Long list of suspicions
It’s eight years later, Wednesday July 12 to be exact. The man whom the judge once thought would no longer commit football violence is back in court. De Rijswijker would have participated in a long list of actions, with which the infamous Rotterdam Youth Core (RJK) made itself heard. Since January, the co-owner of a clothing line that is very popular among fanatical supporters has already been detained.
The graffiti at the home of alderman Robert Simons. Photo: MediaTV
Around the Conference League final in Tirana, the Feyenoord supporter is said to have held up one of the shocking banners, which threatened, among others, mayor Aboutaleb and the founder of the LGBTI + supporters club Roze Kameraden with death. He would also have threatened the latter by spraying slogans on his gym. He is also said to have set fire to that gym, as well as sprayed slogans on the home of Rotterdam alderman Robert Simons.
This Wednesday, during a preparatory session, the main focus will be on the riots on New Year’s Eve in ‘s-Gravendeel. According to the Public Prosecution Service, it is “clearly obvious that he was the driving force behind the plans to attack the police in a small village with a hundred men.” “That night I really felt fear for the first time in my career,” one of the officers told co-defendants earlier during a hearing.
It was beautiful, it was cool, will be in the chat later
V. would have been active in the chat, in which the plans were made. In which a photo came along with illegal fireworks and homemade crow’s feet. Crow’s feet that were eventually thrown onto the road, leaving the police with nowhere to go. “We are ready,” it sounded in the chat before the turn of the year. Afterwards there is joy. It was beautiful, it was cool, will be in the chat later.
There is no evidence that V. threw fireworks at the officers himself. But he was there. “He does have some explaining to do,” says his lawyer Kim van de Wijngaart. But his role would not be nearly as big as the Public Prosecution Service thinks, she later stated when asked. Not even with the other suspicions against him.
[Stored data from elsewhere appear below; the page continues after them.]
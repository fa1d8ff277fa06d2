//! Local repository cache.
//!
//! This module provides the full-replace store the sync loop writes to:
//! - An in-memory snapshot swapped atomically on every successful refresh
//! - Predicate lookups over the current snapshot
//! - Optional write-through to SQLite so the snapshot survives restarts

mod storage;
mod store;

pub use storage::SqliteStorage;
pub use store::{RepositoryCache, Snapshot};
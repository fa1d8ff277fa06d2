//! GitHub webhook deliveries as a refresh trigger.
//!
//! Only repository lifecycle events and pushes can change what the mirror
//! holds; every other delivery is acknowledged and ignored.

use color_eyre::{eyre::eyre, Result};
use hmac::{Hmac, Mac};
use serde_json::Value;
use sha2::Sha256;
use tracing::{debug, info};

use super::{RefreshOutcome, RepositorySource, Syncer, Trigger};

type HmacSha256 = Hmac<Sha256>;

/// `repository` actions that change listed metadata.
const REFRESH_ACTIONS: &[&str] = &["created", "deleted", "publicized", "privatized", "edited"];

/// One inbound delivery.
#[derive(Debug, Clone)]
pub struct WebhookEvent {
  /// Value of `X-GitHub-Event`
  pub category: String,
  /// Value of `X-GitHub-Delivery`, when sent
  pub delivery_id: Option<String>,
  pub payload: Value,
}

impl WebhookEvent {
  /// Parse a raw delivery body.
  pub fn from_body(category: &str, delivery_id: Option<String>, body: &[u8]) -> Result<Self> {
    let payload: Value =
      serde_json::from_slice(body).map_err(|e| eyre!("failed to parse webhook JSON: {}", e))?;

    Ok(Self {
      category: category.to_string(),
      delivery_id,
      payload,
    })
  }

  pub fn action(&self) -> Option<&str> {
    self.payload.get("action").and_then(Value::as_str)
  }
}

#[derive(Debug, Clone)]
pub enum WebhookOutcome {
  Refreshed(RefreshOutcome),
  Ignored,
}

/// Whether a delivery of `category` with `action` warrants a refresh.
pub fn should_refresh(category: &str, action: Option<&str>) -> bool {
  match category {
    "repository" => action.is_some_and(|a| REFRESH_ACTIONS.contains(&a)),
    "push" => true,
    _ => false,
  }
}

/// Dispatch a delivery, refreshing the cache when it matters.
pub async fn handle_webhook<S: RepositorySource>(
  syncer: &Syncer<S>,
  event: &WebhookEvent,
) -> WebhookOutcome {
  let delivery = event.delivery_id.as_deref().unwrap_or("-");
  let action = event.action();
  info!(event = %event.category, delivery, action, "processing webhook event");

  if !should_refresh(&event.category, action) {
    debug!(event = %event.category, action, "ignoring webhook event");
    return WebhookOutcome::Ignored;
  }

  WebhookOutcome::Refreshed(syncer.refresh(Trigger::Webhook).await)
}

/// Verify an `X-Hub-Signature-256` value against the raw body.
pub fn verify_signature(secret: &str, signature: Option<&str>, body: &[u8]) -> Result<()> {
  let signature = signature.ok_or_else(|| eyre!("missing webhook signature"))?;

  let sig_hex = signature
    .strip_prefix("sha256=")
    .ok_or_else(|| eyre!("webhook signature does not start with sha256="))?;

  let sig_bytes = hex::decode(sig_hex).map_err(|e| eyre!("invalid hex in signature: {}", e))?;

  let mut mac =
    HmacSha256::new_from_slice(secret.as_bytes()).map_err(|e| eyre!("HMAC key error: {}", e))?;
  mac.update(body);

  mac
    .verify_slice(&sig_bytes)
    .map_err(|_| eyre!("webhook signature mismatch"))
}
V. wants to start with a clean slate after punishment
V. has thought a lot during the six months that he has been detained, as he reads a handwritten statement in court. He looks serious and seems guilty. “I understand that this behavior is absolutely unacceptable and will not be shown again in the future.” He wants to serve his sentence and then start with a clean slate, that is his wish.
He has already sought help in prison, he says. And will do so once he is released. “I am very sorry.” Also because his arrest has made his loved ones sad and causes a lot of tension. “I can imagine that the victims are facing the same problems.”
De Rijswijker will remain in custody until the hearing in October. Partly because of the fear of recurrence. “We are not yet convinced that you will no longer do such things,” says the judge.